A recent New York Times article suggested that Apple’s iMessage, which enables free messaging between iOS 5-equipped devices over data networks, could be putting a sizeable dent in AT&T’s bottom line — a phenomenon with serious implications for an industry that cashes in on costly texting plans. If AT&T’s feeling the pinch, after all, surely other carriers are too, which could sound the death knell of texting as we know it.
iMessage, if you didn’t know, is the Apple equivalent of BlackBerry’s proprietary BBM. It empowers iOS 5 users to message one another over Wi-Fi or 3G networks, for free. Well, technically you’re subjected to data charges for messages sent over 3G, but the point is you’re not boxed in by a pricey plan.
And Apple’s entry has another SMS-killing feature: It’s more immediate than sometimes-laggy texts. What’s more, it puts to rest the question that’s crossed every frustrated texter’s mind: Why haven’t I gotten a response? With iMessage, you’ll know if your life-and-death message has been read or gone unnoticed, thanks to optional read receipts. And you’ll see, in real time, when the other party’s responding. It’s an insecure texter’s dream.
It’s not, however, revolutionary. Similar services exist, like BlackBerry’s BBM and standalones Whatsapp and KIK. But iMessage is seamless. It’s not a separate app, as are Whatsapp and KIK. Rather, it’s folded into the iPhone’s familiar SMS app, making iMessages indistinguishable from their traditional, costly cousins.
That same seamlessness led me to overlook my own migration from texting to iMessaging.
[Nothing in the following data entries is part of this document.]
//! Signed HTTP transport with bounded retry.
//!
//! Wraps a [`RequestSigner`] capability and classifies each failure at the
//! call site: Yahoo's transient credential rejection is retried up to the
//! attempt budget, a permission failure becomes the shared
//! [`FantasyError::AccessDenied`] sentinel, and anything else surfaces
//! immediately with its message intact.

use std::sync::atomic::{AtomicU64, Ordering};
use std::sync::Arc;

use log::{debug, warn};
use reqwest::Response;

use crate::error::{BoxError, FantasyError, Result};
use crate::signer::{AccessToken, RequestSigner};

/// Substring Yahoo puts in transient credential rejections.
pub(crate) const CREDENTIAL_REJECTED_MARKER: &str = "consumer_key_unknown";

/// Substring Yahoo puts in permission-failure pages.
pub(crate) const ACCESS_DENIED_MARKER: &str = "You are not allowed to view this page";

/// Attempts allowed per request, the first try included.
pub const MAX_REQUEST_ATTEMPTS: u32 = 5;

/// How a signing failure is handled.
#[derive(Debug, Clone, Copy, PartialEq, Eq)]
enum FailureKind {
    /// Transient rejection of the consumer credential; worth retrying.
    RetryableCredential,
    /// The session lacks permission for the resource; never retried.
    AccessDenied,
    /// Anything else; surfaced as-is, never retried.
    Other,
}

fn classify(err: &BoxError) -> FailureKind {
    let message = err.to_string();
    if message.contains(CREDENTIAL_REJECTED_MARKER) {
        FailureKind::RetryableCredential
    } else if message.contains(ACCESS_DENIED_MARKER) {
        FailureKind::AccessDenied
    } else {
        FailureKind::Other
    }
}

/// GET transport that signs every request with a fixed token.
pub struct SignedTransport {
    signer: Arc<dyn RequestSigner>,
    token: AccessToken,
    attempts: AtomicU64,
}

impl SignedTransport {
    pub fn new(signer: Arc<dyn RequestSigner>, token: AccessToken) -> Self {
        Self {
            signer,
            token,
            attempts: AtomicU64::new(0),
        }
    }

    /// Network attempts made so far, retries included.
    pub fn attempts(&self) -> u64 {
        self.attempts.load(Ordering::Relaxed)
    }

    /// Execute a signed GET against `url`, retrying transient credential
    /// rejections up to [`MAX_REQUEST_ATTEMPTS`] total attempts.
    pub async fn get(&self, url: &str) -> Result<Response> {
        let mut attempt = 0u32;
        loop {
            attempt += 1;
            self.attempts.fetch_add(1, Ordering::Relaxed);

            let err = match self.signer.get(url, &[], &self.token).await {
                Ok(response) => return Ok(response),
                Err(err) => err,
            };

            match classify(&err) {
                FailureKind::RetryableCredential if attempt < MAX_REQUEST_ATTEMPTS => {
                    debug!("credential rejected on attempt {attempt} for {url}; retrying");
                }
                FailureKind::AccessDenied => {
                    warn!("access denied for {url}");
                    return Err(FantasyError::AccessDenied);
                }
                _ => return Err(FantasyError::Signer(err)),
            }
        }
    }
}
I’ve never been an especially prolific texter, and haven’t approached the 7,000 messages per month claimed by Jenna Wortham in her New York Times article, but when I pulled up a PDF of my recent usage, iMessage’s impact was clear as day. After the service’s October introduction, my SMS habit dropped off abruptly, which you can see for yourself in the picture below.
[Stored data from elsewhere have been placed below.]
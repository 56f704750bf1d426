//! Typed model of Yahoo Fantasy Sports content.
//!
//! Every API response decodes into a single [`FantasyContent`] tree; which
//! branch is populated depends on the resource that was requested. Missing
//! elements decode to their default values, so an empty collection is a
//! valid result and distinct from a decode failure.

use std::fmt;
use std::str::FromStr;

use serde::{Deserialize, Serialize};

use crate::error::{FantasyError, Result};

/// Type-safe wrapper for fantasy week numbers
#[derive(
    Debug, Clone, Copy, PartialEq, Eq, PartialOrd, Ord, Hash, Default, Serialize, Deserialize,
)]
pub struct Week(pub u16);

impl Week {
    pub fn new(week: u16) -> Self {
        Self(week)
    }

    pub fn as_u16(&self) -> u16 {
        self.0
    }
}

impl fmt::Display for Week {
    fn fmt(&self, f: &mut fmt::Formatter<'_>) -> fmt::Result {
        write!(f, "{}", self.0)
    }
}

impl FromStr for Week {
    type Err = FantasyError;

    fn from_str(s: &str) -> Result<Self> {
        Ok(Self(s.parse()?))
    }
}

/// Root element of every decoded response.
///
/// Exactly one branch is populated per response, determined by the
/// resource that was requested.
#[derive(Debug, Clone, Default, Deserialize, Serialize)]
pub struct FantasyContent {
    /// Signed-in user hierarchy (`/users;use_login=1/...` resources).
    #[serde(default)]
    pub users: UserList,
    /// Single league (`/league/...` resources).
    pub league: Option<League>,
    /// Single team (`/team/...` resources).
    pub team: Option<Team>,
    /// Flat player collection (`/players...` resources).
    #[serde(default)]
    pub players: PlayerList,
}

/// `<users>` collection wrapper.
#[derive(Debug, Clone, Default, Deserialize, Serialize)]
pub struct UserList {
    #[serde(rename = "user", default)]
    pub users: Vec<User>,
}

/// A signed-in user and the fantasy games visible to them.
#[derive(Debug, Clone, Default, Deserialize, Serialize)]
pub struct User {
    #[serde(default)]
    pub games: GameList,
}

/// `<games>` collection wrapper.
#[derive(Debug, Clone, Default, Deserialize, Serialize)]
pub struct GameList {
    #[serde(rename = "game", default)]
    pub games: Vec<Game>,
}

/// One fantasy game (a sport in a given season).
#[derive(Debug, Clone, Default, Deserialize, Serialize)]
pub struct Game {
    #[serde(default)]
    pub game_key: String,
    #[serde(default)]
    pub leagues: LeagueList,
}

/// `<leagues>` collection wrapper.
#[derive(Debug, Clone, Default, Deserialize, Serialize)]
pub struct LeagueList {
    #[serde(rename = "league", default)]
    pub leagues: Vec<League>,
}

/// A fantasy league within a game.
#[derive(Debug, Clone, Default, Deserialize, Serialize)]
pub struct League {
    #[serde(default)]
    pub league_key: String,
    #[serde(default)]
    pub league_id: u64,
    #[serde(default)]
    pub name: String,
    #[serde(default)]
    pub current_week: Week,
    #[serde(default)]
    pub start_week: Week,
    #[serde(default)]
    pub end_week: Week,
    #[serde(default)]
    pub is_finished: bool,
    #[serde(default)]
    pub teams: TeamList,
    #[serde(default)]
    pub players: PlayerList,
}

/// `<teams>` collection wrapper.
#[derive(Debug, Clone, Default, Deserialize, Serialize)]
pub struct TeamList {
    #[serde(rename = "team", default)]
    pub teams: Vec<Team>,
}

/// A team within a league.
#[derive(Debug, Clone, Default, Deserialize, Serialize)]
pub struct Team {
    #[serde(default)]
    pub team_key: String,
    #[serde(default)]
    pub team_id: u64,
    #[serde(default)]
    pub name: String,
    #[serde(default)]
    pub managers: ManagerList,
    #[serde(default)]
    pub team_points: Points,
    #[serde(default)]
    pub team_projected_points: Points,
    #[serde(default)]
    pub team_logos: LogoList,
    #[serde(default)]
    pub roster: Roster,
}

/// `<managers>` collection wrapper.
#[derive(Debug, Clone, Default, Deserialize, Serialize)]
pub struct ManagerList {
    #[serde(rename = "manager", default)]
    pub managers: Vec<Manager>,
}

/// A human managing a team.
#[derive(Debug, Clone, Default, Deserialize, Serialize)]
pub struct Manager {
    #[serde(default)]
    pub manager_id: u64,
    #[serde(default)]
    pub nickname: String,
    #[serde(default)]
    pub guid: String,
}

/// Points scored or projected over some coverage span.
#[derive(Debug, Clone, Default, Deserialize, Serialize)]
pub struct Points {
    #[serde(default)]
    pub coverage_type: String,
    #[serde(default)]
    pub week: Week,
    #[serde(default)]
    pub total: f64,
}

/// `<team_logos>` collection wrapper.
#[derive(Debug, Clone, Default, Deserialize, Serialize)]
pub struct LogoList {
    #[serde(rename = "team_logo", default)]
    pub logos: Vec<TeamLogo>,
}

/// A team avatar at a particular size.
#[derive(Debug, Clone, Default, Deserialize, Serialize)]
pub struct TeamLogo {
    #[serde(default)]
    pub size: String,
    #[serde(default)]
    pub url: String,
}

/// A team's roster for some week.
#[derive(Debug, Clone, Default, Deserialize, Serialize)]
pub struct Roster {
    #[serde(default)]
    pub players: PlayerList,
}

/// `<players>` collection wrapper.
#[derive(Debug, Clone, Default, Deserialize, Serialize)]
pub struct PlayerList {
    #[serde(rename = "player", default)]
    pub players: Vec<Player>,
}

/// A rosterable player.
#[derive(Debug, Clone, Default, Deserialize, Serialize)]
pub struct Player {
    #[serde(default)]
    pub player_key: String,
    #[serde(default)]
    pub player_id: u64,
    #[serde(default)]
    pub name: Name,
}

/// A player's name forms as reported by the API.
#[derive(Debug, Clone, Default, Deserialize, Serialize)]
pub struct Name {
    #[serde(default)]
    pub full: String,
    #[serde(default)]
    pub first: String,
    #[serde(default)]
    pub last: String,
}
This trend, one not limited to me or Jenna, hasn’t gone unnoticed by AT&T. The nation’s second largest carrier is in damage-control mode. Gone are the tiered texting plans of yesteryear, which allowed users to pick their poison — 1,000 texts for $10, for instance. In their place is an all-or-nothing proposition: You can fork over $20/mo for unlimited texts, or you can go without and risk 10 cents per message.
Clearly carriers are desperately clinging to what’s been one of their biggest money-makers. And what a money-maker text messages are, with a nearly 7,000 percent inflation rate (that’s not a typo). In fact, I’d wager texts command a higher profit margin than any other product carriers offer, which explains the shameless way they’ve promoted text-friendly feature phones for years. It’s their bread and butter.
But don’t expect them to board up the windows just yet. According to the same New York Times article, text messaging is still on the rise globally, particularly in Finland and Hong Kong. But that growth is slowing significantly, and soon carriers will be confronted with a choice not unlike the one mulled by finally-retired Brett Favre: Accept that the glory days are over and adapt, or stubbornly persist with a product everyone’s grown tired of, risking it all in the process.